'Crisis': US farm exports collapse to pandemic-era levels as Trump's tariffs ramp up
The U.S. farming sector is on the brink of crisis as President Donald Trump's trade war implodes America's ability to ship crops abroad, reported CNBC on Tuesday morning.
This follows warnings from lawmakers in Trump's own party who represent agricultural areas, fearing the negative impact on the mounting taxes and retaliatory taxes from other countries.
"What began as a rapid drop in U.S. imports as shippers cut orders from manufacturing partners around the world has now extended into a nationwide export slump, with the U.S. agricultural sector and top farm products including soybeans, corn and beef taking the hardest hit," said the report. "The latest trade data shows that a slide in U.S. exports to the world, and China in particular, that began in January now extends to most U.S. ports, according to trade tracker Vizion, which analyzed U.S. export container bookings for the five-week period before President Donald Trump’s tariffs began and the five weeks after the tariffs took effect."

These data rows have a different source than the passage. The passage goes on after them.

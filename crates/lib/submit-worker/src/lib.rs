//! The submission worker: drives `submit` jobs to the owning IMAP worker.
//!
//! Each job references a durable message blob under `iaq:{account}`; the
//! blob outlives the job until it reaches a terminal state, so a lost job
//! never loses the message. Permanent upstream rejections are discarded,
//! transient ones ride the queue's backoff schedule, and terminal
//! failures inform the user through a `messageFailed` notification.

use std::time::Duration;

use event_core::{Event, EventKind};
use imap_client::QueuedMessage;
use kv_store::Store;
use queue_engine::{
    FailOutcome, Job, JobOptions, LeaseToken, QueueEngine, QueueError, SubmitPayload, run_promoter,
};
use supervisor::{AccountRequest, AccountResponse, SupervisorHandle, WorkerContext};

/// Attempt budget for the `messageFailed` notification itself.
const FAILURE_NOTIFY_ATTEMPTS: u32 = 10;

/// Base backoff of the `messageFailed` notification.
const FAILURE_NOTIFY_BACKOFF: Duration = Duration::from_secs(5);

/// Worker construction params.
#[derive(Clone)]
pub struct Params {
    /// Backing store.
    pub store: Store,

    /// The submission queue this worker consumes.
    pub submit_queue: QueueEngine,

    /// The notification queue for `messageSent`/`messageFailed` events.
    pub notify_queue: QueueEngine,

    /// Idle poll interval between empty reservations.
    pub poll_interval: Duration,

    /// Delayed-to-pending promoter period.
    pub promoter_interval: Duration,
}

/// Run a submission worker until shutdown.
///
/// Store failures are fatal: the loop returns and the supervisor
/// restarts the worker; in-flight reservations come back via lease
/// expiry.
pub async fn run(mut ctx: WorkerContext, params: Params) {
    ctx.supervisor.ready(&ctx.worker_id).await;
    tracing::info!(worker = %ctx.worker_id, "submission worker ready");

    tokio::spawn(run_promoter(
        params.submit_queue.clone(),
        params.promoter_interval,
        ctx.shutdown.clone(),
    ));

    let result = consume(&mut ctx, &params).await;
    if let Err(err) = result {
        tracing::error!(worker = %ctx.worker_id, %err, "submission worker store failure");
    }
}

/// The consumption loop.
async fn consume(ctx: &mut WorkerContext, params: &Params) -> Result<(), QueueError> {
    loop {
        if *ctx.shutdown.borrow() {
            return Ok(());
        }

        let Some(reserved) = params.submit_queue.reserve(&ctx.worker_id).await? else {
            tokio::select! {
                _ = tokio::time::sleep(params.poll_interval) => {}
                _ = ctx.shutdown.changed() => {}
            }
            continue;
        };

        handle_job(params, &ctx.supervisor, reserved.job, reserved.lease).await?;
    }
}

/// Process one reserved submission job end to end.
async fn handle_job(
    params: &Params,
    supervisor: &SupervisorHandle,
    job: Job,
    lease: LeaseToken,
) -> Result<(), QueueError> {
    let payload: SubmitPayload = match job.payload_json() {
        Ok(payload) => payload,
        Err(err) => {
            tracing::error!(job_id = %job.id, %err, "undecodable submit payload");
            params
                .submit_queue
                .discard(&lease, &format!("undecodable payload: {err}"))
                .await?;
            return Ok(());
        }
    };

    // A missing blob means the account (or the queued message) was
    // deleted under the job; drop it silently.
    let blob =
        queue_engine::load_message_blob(&params.store, &payload.account, &payload.queue_id)
            .await?;
    let Some(blob) = blob else {
        tracing::debug!(
            job_id = %job.id,
            account = %payload.account,
            queue_id = %payload.queue_id,
            "message blob gone, dropping job"
        );
        params
            .submit_queue
            .ack(&lease, Some("blob-missing".to_string()))
            .await?;
        return Ok(());
    };

    let message: QueuedMessage = match rmp_serde::from_slice(&blob) {
        Ok(message) => message,
        Err(err) => {
            tracing::error!(job_id = %job.id, %err, "undecodable message blob");
            params
                .submit_queue
                .discard(&lease, &format!("undecodable blob: {err}"))
                .await?;
            finish_terminal(params, supervisor, &payload, "undecodable blob").await?;
            return Ok(());
        }
    };

    params.submit_queue.progress(&lease, "processing").await?;

    let result = supervisor
        .account_call(
            &payload.account,
            AccountRequest::SubmitMessage {
                raw: message.raw,
                envelope: message.envelope,
            },
        )
        .await;

    match result {
        Ok(response) => {
            params.submit_queue.progress(&lease, "submitted").await?;

            let receipt = match response {
                AccountResponse::Submitted(receipt) => Some(receipt),
                _ => None,
            };
            emit(
                params,
                supervisor,
                &payload.account,
                EventKind::MessageSent,
                serde_json::json!({
                    "queueId": payload.queue_id,
                    "messageId": payload.message_id,
                    "response": receipt.map(|r| r.response),
                }),
            )
            .await?;

            queue_engine::delete_message_blob(&params.store, &payload.account, &payload.queue_id)
                .await?;
            params.submit_queue.ack(&lease, None).await?;
            supervisor.metric("submissions_sent", 1).await;
        }
        Err(error) if is_permanent(&error) => {
            tracing::warn!(
                job_id = %job.id,
                account = %payload.account,
                %error,
                "permanent submission rejection"
            );
            params.submit_queue.discard(&lease, &error.to_string()).await?;
            finish_terminal(params, supervisor, &payload, &error.to_string()).await?;
        }
        Err(error) => {
            let outcome = params
                .submit_queue
                .fail(&lease, &error.to_string(), true)
                .await?;
            if outcome == FailOutcome::Terminal {
                finish_terminal(params, supervisor, &payload, &error.to_string()).await?;
            }
        }
    }

    Ok(())
}

/// Terminal-failure bookkeeping: drop the blob, tell the user.
async fn finish_terminal(
    params: &Params,
    supervisor: &SupervisorHandle,
    payload: &SubmitPayload,
    error: &str,
) -> Result<(), QueueError> {
    queue_engine::delete_message_blob(&params.store, &payload.account, &payload.queue_id).await?;
    emit(
        params,
        supervisor,
        &payload.account,
        EventKind::MessageFailed,
        serde_json::json!({
            "queueId": payload.queue_id,
            "messageId": payload.message_id,
            "error": error,
        }),
    )
    .await?;
    supervisor.metric("submissions_failed", 1).await;
    Ok(())
}

/// Enqueue a notification event.
async fn emit(
    params: &Params,
    supervisor: &SupervisorHandle,
    account: &str,
    kind: EventKind,
    data: serde_json::Value,
) -> Result<(), QueueError> {
    let event = Event::new(account, kind, data);
    let payload = match serde_json::to_vec(&event) {
        Ok(payload) => payload,
        Err(err) => {
            tracing::error!(%err, "event encode failed");
            return Ok(());
        }
    };
    params
        .notify_queue
        .enqueue(
            payload,
            JobOptions {
                attempts: FAILURE_NOTIFY_ATTEMPTS,
                backoff_base: FAILURE_NOTIFY_BACKOFF,
                ..Default::default()
            },
        )
        .await?;
    supervisor.metric("events_emitted", 1).await;
    Ok(())
}

/// Whether a submission error warrants a discard instead of a retry.
///
/// 5xx means the upstream rejected the message for good. Transport-level
/// failures, a momentarily unowned account (503) and RPC timeouts (504)
/// stay on the retry schedule.
fn is_permanent(error: &imap_client::OpError) -> bool {
    if matches!(error.code.as_str(), "ETRANSPORT" | "ENOHANDLER" | "Timeout") {
        return false;
    }
    error.status_code >= 500
}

The numbers, per the report, are some of the worst that have been seen since the COVID-19 pandemic disrupted supply chains in 2020.

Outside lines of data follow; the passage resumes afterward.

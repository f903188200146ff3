//! Queue consumer and scheduler loops.

use std::future::Future;
use std::time::Duration;

use crate::{FailOutcome, Job, JobOutcome, QueueEngine, QueueError};

/// Run the delayed-to-pending promoter until shutdown.
///
/// Store failures are fatal; the supervisor restarts the worker and
/// reservations resume through lease expiry.
pub async fn run_promoter(
    engine: QueueEngine,
    interval: Duration,
    mut shutdown: tokio::sync::watch::Receiver<bool>,
) -> Result<(), QueueError> {
    loop {
        tokio::select! {
            _ = tokio::time::sleep(interval) => {
                engine.promote_due().await?;
            }
            _ = shutdown.changed() => {
                if *shutdown.borrow() {
                    return Ok(());
                }
            }
        }
    }
}

/// Run a consumer loop over a queue until shutdown.
///
/// The handler's verdict drives the queue: `Complete` acks, `Retry` goes
/// through the backoff schedule, `Discard` terminal-fails immediately.
/// `on_terminal` runs exactly when a job reaches terminal failure, with
/// the job and its final error.
pub async fn run_consumer<Handle, HandleFut, OnTerminal, OnTerminalFut>(
    engine: QueueEngine,
    worker_id: &str,
    poll_interval: Duration,
    mut shutdown: tokio::sync::watch::Receiver<bool>,
    mut handle: Handle,
    mut on_terminal: OnTerminal,
) -> Result<(), QueueError>
where
    Handle: FnMut(Job) -> HandleFut,
    HandleFut: Future<Output = JobOutcome>,
    OnTerminal: FnMut(Job, String) -> OnTerminalFut,
    OnTerminalFut: Future<Output = ()>,
{
    loop {
        if *shutdown.borrow() {
            return Ok(());
        }

        let reserved = match engine.reserve(worker_id).await? {
            Some(reserved) => reserved,
            None => {
                tokio::select! {
                    _ = tokio::time::sleep(poll_interval) => {}
                    _ = shutdown.changed() => {}
                }
                continue;
            }
        };

        let job = reserved.job.clone();
        let outcome = handle(reserved.job).await;

        match outcome {
            JobOutcome::Complete(progress) => {
                if let Err(err) = engine.ack(&reserved.lease, progress).await {
                    handle_disposition_error(err)?;
                }
            }
            JobOutcome::Retry(error) => {
                match engine.fail(&reserved.lease, &error, true).await {
                    Ok(FailOutcome::Terminal) => on_terminal(job, error).await,
                    Ok(FailOutcome::Retried { .. }) => {}
                    Err(err) => handle_disposition_error(err)?,
                }
            }
            JobOutcome::Discard(error) => {
                match engine.discard(&reserved.lease, &error).await {
                    Ok(()) => on_terminal(job, error).await,
                    Err(err) => handle_disposition_error(err)?,
                }
            }
        }
    }
}

/// Swallow lease races, propagate everything else.
///
/// A stale lease means the job outlived our reservation and was handed to
/// another worker; the other worker owns the disposition now.
fn handle_disposition_error(err: QueueError) -> Result<(), QueueError> {
    match err {
        QueueError::StaleLease { job_id } => {
            tracing::warn!(%job_id, "lease expired mid-handling, dropping disposition");
            Ok(())
        }
        QueueError::UnknownJob { job_id } => {
            tracing::warn!(%job_id, "job vanished mid-handling, dropping disposition");
            Ok(())
        }
        other => Err(other),
    }
}
//! The per-account connection task.
//!
//! Owns the session lifecycle for one account: resolves credentials,
//! connects through the mail-session capability, pumps change events
//! into the notification queue and serves account-scoped operations.
//! Every state transition is written to the account record and broadcast
//! on the change channel.

use std::sync::atomic::Ordering;
use std::time::Duration;

use account_registry::{AccountState, Credentials, LastError};
use chrono::Utc;
use event_core::{Event, EventKind};
use imap_client::{
    Auth, ConnectError, ConnectSpec, FlagUpdate, MailOps, OpError, QueuedMessage, Security,
    ServerSpec, SessionEvent, SessionHandle,
};
use queue_engine::{JobOptions, SubmitPayload};
use supervisor::{AccountRequest, AccountResponse, CallResult, SupervisorHandle};
use tokio::sync::{mpsc, oneshot, watch};

use crate::Params;

/// Attempt budget for notification jobs.
const NOTIFY_ATTEMPTS: u32 = 10;

/// Base backoff of notification jobs.
const NOTIFY_BACKOFF_BASE: Duration = Duration::from_secs(5);

/// Attempt budget for queued submissions.
const SUBMIT_ATTEMPTS: u32 = 10;

/// Base backoff of queued submissions.
const SUBMIT_BACKOFF_BASE: Duration = Duration::from_secs(5);

/// Commands from the worker loop to an account task.
#[derive(Debug)]
pub(crate) enum AccountCommand {
    /// Connection-affecting fields changed; reconnect.
    Update,

    /// The account is being deleted; close and stop.
    Delete,

    /// Serve an operation.
    Op {
        /// The request.
        request: AccountRequest,

        /// Where to deliver the outcome.
        reply: oneshot::Sender<CallResult>,
    },
}

/// What ended a connection round.
enum RoundEnd {
    /// Reconnect with freshly loaded credentials.
    Reconnect,

    /// Stop the task entirely.
    Stop,
}

/// The per-account connection task.
pub(crate) struct AccountTask {
    /// Account id.
    account: String,

    /// Hosting worker id, for logging.
    worker: String,

    /// Shared worker params.
    params: Params,

    /// Handle into the supervisor.
    supervisor: SupervisorHandle,

    /// Whether per-account logging is enabled.
    logs_enabled: bool,

    /// Events before this watermark are not emitted as `messageNew`.
    notify_from: Option<chrono::DateTime<Utc>>,
}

“We haven’t seen anything like this since the disruptions of summer 2020,” Vizion's CEO Kyle Henderson told CNBC. “That means goods expected to arrive in the next six to eight weeks simply won’t. With tariffs driving costs higher, small businesses are pausing orders. Products that once moved reliably are now twice as expensive, forcing importers into tough decisions.”
Even before these numbers, the report noted, the agricultural industry "has been warning of a 'crisis' and ports data is showing more evidence of lack of ability to move product out to global markets." Some of the worst hit areas are Pacific Northwest ports like Portland and Tacoma, which specialize in shipping U.S. crops to Asia; the Port of Portland has already seen a 51 percent drop in exports.

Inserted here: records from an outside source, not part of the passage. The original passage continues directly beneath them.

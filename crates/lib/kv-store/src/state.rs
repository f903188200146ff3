//! Store data state and transactional access.

use std::collections::{BTreeMap, BTreeSet, HashMap, VecDeque};

use crate::Bytes;

/// The complete data state of a store.
///
/// Every collection lives in its own namespace keyed by the full key, the
/// way a single-node KV server keeps separate data types. Expiries apply
/// to whole keys regardless of kind and are purged lazily.
#[derive(Debug, Default, serde::Serialize, serde::Deserialize)]
pub(crate) struct State {
    /// Hashes: key -> field -> value.
    hashes: HashMap<String, HashMap<String, Bytes>>,

    /// Lists: key -> entries, front first.
    lists: HashMap<String, VecDeque<Bytes>>,

    /// Sets: key -> members.
    sets: HashMap<String, BTreeSet<String>>,

    /// Sorted sets: key -> member -> score.
    zsets: HashMap<String, BTreeMap<String, i64>>,

    /// Monotonic counters: key -> last issued value.
    counters: HashMap<String, u64>,

    /// Key expiries as unix milliseconds.
    expires: HashMap<String, i64>,
}

/// A transaction over the store state.
///
/// Holds the store lock for its whole lifetime; operations inside one
/// transaction are atomic with respect to all other store access.
pub struct Txn<'a> {
    /// The locked state.
    state: &'a mut State,

    /// Wall clock at transaction start, unix milliseconds.
    now_ms: i64,

    /// Key prefix applied to every key.
    prefix: &'a str,
}

impl<'a> Txn<'a> {
    /// Wrap locked state into a transaction.
    pub(crate) fn new(state: &'a mut State, now_ms: i64, prefix: &'a str) -> Self {
        Self {
            state,
            now_ms,
            prefix,
        }
    }

    /// Wall clock at transaction start, unix milliseconds.
    pub fn now_ms(&self) -> i64 {
        self.now_ms
    }

    /// Apply the configured prefix to a key.
    fn k(&self, key: &str) -> String {
        if self.prefix.is_empty() {
            key.to_string()
        } else {
            format!("{}:{key}", self.prefix)
        }
    }

    /// Drop the key from every namespace if its expiry has passed.
    fn purge_expired(&mut self, full_key: &str) {
        let expired = matches!(self.state.expires.get(full_key), Some(at) if *at <= self.now_ms);
        if expired {
            self.remove_everywhere(full_key);
        }
    }

    /// Remove a key from every namespace.
    fn remove_everywhere(&mut self, full_key: &str) -> bool {
        let mut removed = false;
        removed |= self.state.hashes.remove(full_key).is_some();
        removed |= self.state.lists.remove(full_key).is_some();
        removed |= self.state.sets.remove(full_key).is_some();
        removed |= self.state.zsets.remove(full_key).is_some();
        removed |= self.state.counters.remove(full_key).is_some();
        self.state.expires.remove(full_key);
        removed
    }

    /// Set a hash field.
    pub fn hash_set(&mut self, key: &str, field: &str, value: impl Into<Bytes>) {
        let key = self.k(key);
        self.purge_expired(&key);
        self.state
            .hashes
            .entry(key)
            .or_default()
            .insert(field.to_string(), value.into());
    }

    /// Read a hash field.
    pub fn hash_get(&mut self, key: &str, field: &str) -> Option<Bytes> {
        let key = self.k(key);
        self.purge_expired(&key);
        self.state.hashes.get(&key)?.get(field).cloned()
    }

    /// Read all fields of a hash.
    pub fn hash_get_all(&mut self, key: &str) -> HashMap<String, Bytes> {
        let key = self.k(key);
        self.purge_expired(&key);
        self.state.hashes.get(&key).cloned().unwrap_or_default()
    }

    /// Delete hash fields; returns the number of fields removed.
    pub fn hash_del(&mut self, key: &str, fields: &[&str]) -> usize {
        let key = self.k(key);
        self.purge_expired(&key);
        let Some(hash) = self.state.hashes.get_mut(&key) else {
            return 0;
        };
        let mut removed = 0;
        for field in fields {
            if hash.remove(*field).is_some() {
                removed += 1;
            }
        }
        if hash.is_empty() {
            self.state.hashes.remove(&key);
        }
        removed
    }

    /// Increment a numeric hash field stored as a decimal string.
    pub fn hash_incr_by(&mut self, key: &str, field: &str, delta: i64) -> i64 {
        let key = self.k(key);
        self.purge_expired(&key);
        let hash = self.state.hashes.entry(key).or_default();
        let current = hash
            .get(field)
            .and_then(|raw| std::str::from_utf8(raw).ok())
            .and_then(|raw| raw.parse::<i64>().ok())
            .unwrap_or(0);
        let next = current + delta;
        hash.insert(field.to_string(), next.to_string().into_bytes());
        next
    }

    /// Add a member to a set; returns whether the member was new.
    pub fn set_add(&mut self, key: &str, member: &str) -> bool {
        let key = self.k(key);
        self.purge_expired(&key);
        self.state
            .sets
            .entry(key)
            .or_default()
            .insert(member.to_string())
    }

    /// Remove a member from a set; returns whether it was present.
    pub fn set_remove(&mut self, key: &str, member: &str) -> bool {
        let key = self.k(key);
        self.purge_expired(&key);
        let Some(set) = self.state.sets.get_mut(&key) else {
            return false;
        };
        let removed = set.remove(member);
        if set.is_empty() {
            self.state.sets.remove(&key);
        }
        removed
    }

    /// Whether a set contains a member.
    pub fn set_contains(&mut self, key: &str, member: &str) -> bool {
        let key = self.k(key);
        self.purge_expired(&key);
        self.state
            .sets
            .get(&key)
            .is_some_and(|set| set.contains(member))
    }

    /// List the members of a set in lexicographic order.
    pub fn set_members(&mut self, key: &str) -> Vec<String> {
        let key = self.k(key);
        self.purge_expired(&key);
        self.state
            .sets
            .get(&key)
            .map(|set| set.iter().cloned().collect())
            .unwrap_or_default()
    }

    /// Push an entry to the front of a list and trim it to `max_len`.
    pub fn list_push_capped(&mut self, key: &str, value: Bytes, max_len: usize) {
        let key = self.k(key);
        self.purge_expired(&key);
        let list = self.state.lists.entry(key.clone()).or_default();
        list.push_front(value);
        list.truncate(max_len);
        if list.is_empty() {
            self.state.lists.remove(&key);
        }
    }

    /// Push an entry to the front of a list.
    pub fn list_push_front(&mut self, key: &str, value: Bytes) {
        let key = self.k(key);
        self.purge_expired(&key);
        self.state.lists.entry(key).or_default().push_front(value);
    }

    /// Pop the oldest entry off the back of a list.
    pub fn list_pop_back(&mut self, key: &str) -> Option<Bytes> {
        let key = self.k(key);
        self.purge_expired(&key);
        let list = self.state.lists.get_mut(&key)?;
        let value = list.pop_back();
        if list.is_empty() {
            self.state.lists.remove(&key);
        }
        value
    }

    /// Number of entries in a list.
    pub fn list_len(&mut self, key: &str) -> usize {
        let key = self.k(key);
        self.purge_expired(&key);
        self.state.lists.get(&key).map(VecDeque::len).unwrap_or(0)
    }

    /// Read a whole list, front first.
    pub fn list_range(&mut self, key: &str) -> Vec<Bytes> {
        let key = self.k(key);
        self.purge_expired(&key);
        self.state
            .lists
            .get(&key)
            .map(|list| list.iter().cloned().collect())
            .unwrap_or_default()
    }

    /// Add or update a sorted-set member with the given score.
    pub fn zset_add(&mut self, key: &str, member: &str, score: i64) {
        let key = self.k(key);
        self.purge_expired(&key);
        self.state
            .zsets
            .entry(key)
            .or_default()
            .insert(member.to_string(), score);
    }

    /// Remove a sorted-set member; returns whether it was present.
    pub fn zset_remove(&mut self, key: &str, member: &str) -> bool {
        let key = self.k(key);
        self.purge_expired(&key);
        let Some(zset) = self.state.zsets.get_mut(&key) else {
            return false;
        };
        let removed = zset.remove(member).is_some();
        if zset.is_empty() {
            self.state.zsets.remove(&key);
        }
        removed
    }

    /// Pop the lowest-scored member whose score is at most `max_score`.
    ///
    /// Ties break on lexicographic member order.
    pub fn zset_pop_min_at_most(&mut self, key: &str, max_score: i64) -> Option<(String, i64)> {
        let key = self.k(key);
        self.purge_expired(&key);
        let zset = self.state.zsets.get_mut(&key)?;
        let best = zset
            .iter()
            .filter(|(_, score)| **score <= max_score)
            .min_by(|(m_a, s_a), (m_b, s_b)| s_a.cmp(s_b).then_with(|| m_a.cmp(m_b)))
            .map(|(member, score)| (member.clone(), *score))?;
        zset.remove(&best.0);
        if zset.is_empty() {
            self.state.zsets.remove(&key);
        }
        Some(best)
    }

    /// List members whose score is at most `max_score`, lowest first.
    pub fn zset_range_at_most(&mut self, key: &str, max_score: i64) -> Vec<(String, i64)> {
        let key = self.k(key);
        self.purge_expired(&key);
        let Some(zset) = self.state.zsets.get(&key) else {
            return Vec::new();
        };
        let mut entries: Vec<_> = zset
            .iter()
            .filter(|(_, score)| **score <= max_score)
            .map(|(member, score)| (member.clone(), *score))
            .collect();
        entries.sort_by(|(m_a, s_a), (m_b, s_b)| s_a.cmp(s_b).then_with(|| m_a.cmp(m_b)));
        entries
    }

    /// Number of members in a sorted set.
    pub fn zset_len(&mut self, key: &str) -> usize {
        let key = self.k(key);
        self.purge_expired(&key);
        self.state.zsets.get(&key).map(BTreeMap::len).unwrap_or(0)
    }

    /// All members of a sorted set with scores, lowest first.
    pub fn zset_entries(&mut self, key: &str) -> Vec<(String, i64)> {
        self.zset_range_at_most(key, i64::MAX)
    }

    /// Increment a monotonic counter and return the new value.
    pub fn incr(&mut self, key: &str) -> u64 {
        let key = self.k(key);
        let counter = self.state.counters.entry(key).or_insert(0);
        *counter += 1;
        *counter
    }

    /// Delete a key of any kind; returns whether anything was removed.
    pub fn delete_key(&mut self, key: &str) -> bool {
        let key = self.k(key);
        self.remove_everywhere(&key)
    }

    /// Set an absolute expiry (unix milliseconds) on a key.
    pub fn expire_at(&mut self, key: &str, at_ms: i64) {
        let key = self.k(key);
        self.state.expires.insert(key, at_ms);
    }

    /// List every live key with its kind, for diagnostics.
    pub fn scan_keys(&mut self) -> Vec<(String, &'static str)> {
        let expired: Vec<String> = self
            .state
            .expires
            .iter()
            .filter(|(_, at)| **at <= self.now_ms)
            .map(|(key, _)| key.clone())
            .collect();
        for key in expired {
            self.remove_everywhere(&key);
        }

        let mut keys = Vec::new();
        keys.extend(self.state.hashes.keys().map(|k| (k.clone(), "hash")));
        keys.extend(self.state.lists.keys().map(|k| (k.clone(), "list")));
        keys.extend(self.state.sets.keys().map(|k| (k.clone(), "set")));
        keys.extend(self.state.zsets.keys().map(|k| (k.clone(), "zset")));
        keys.extend(self.state.counters.keys().map(|k| (k.clone(), "counter")));
        keys.sort();
        keys
    }
}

One of the core rationales for Trump enacting the tariffs in the first place was his paranoia over trade deficits, or countries sending more imports to the U.S. than they take in exports.
Economists have long agreed trade deficits aren't an inherently bad thing, but Trump and his advisers are convinced they are an indicator of unfair foreign trade practices, and explicitly set their tariffs based on the size of each country's trade deficit.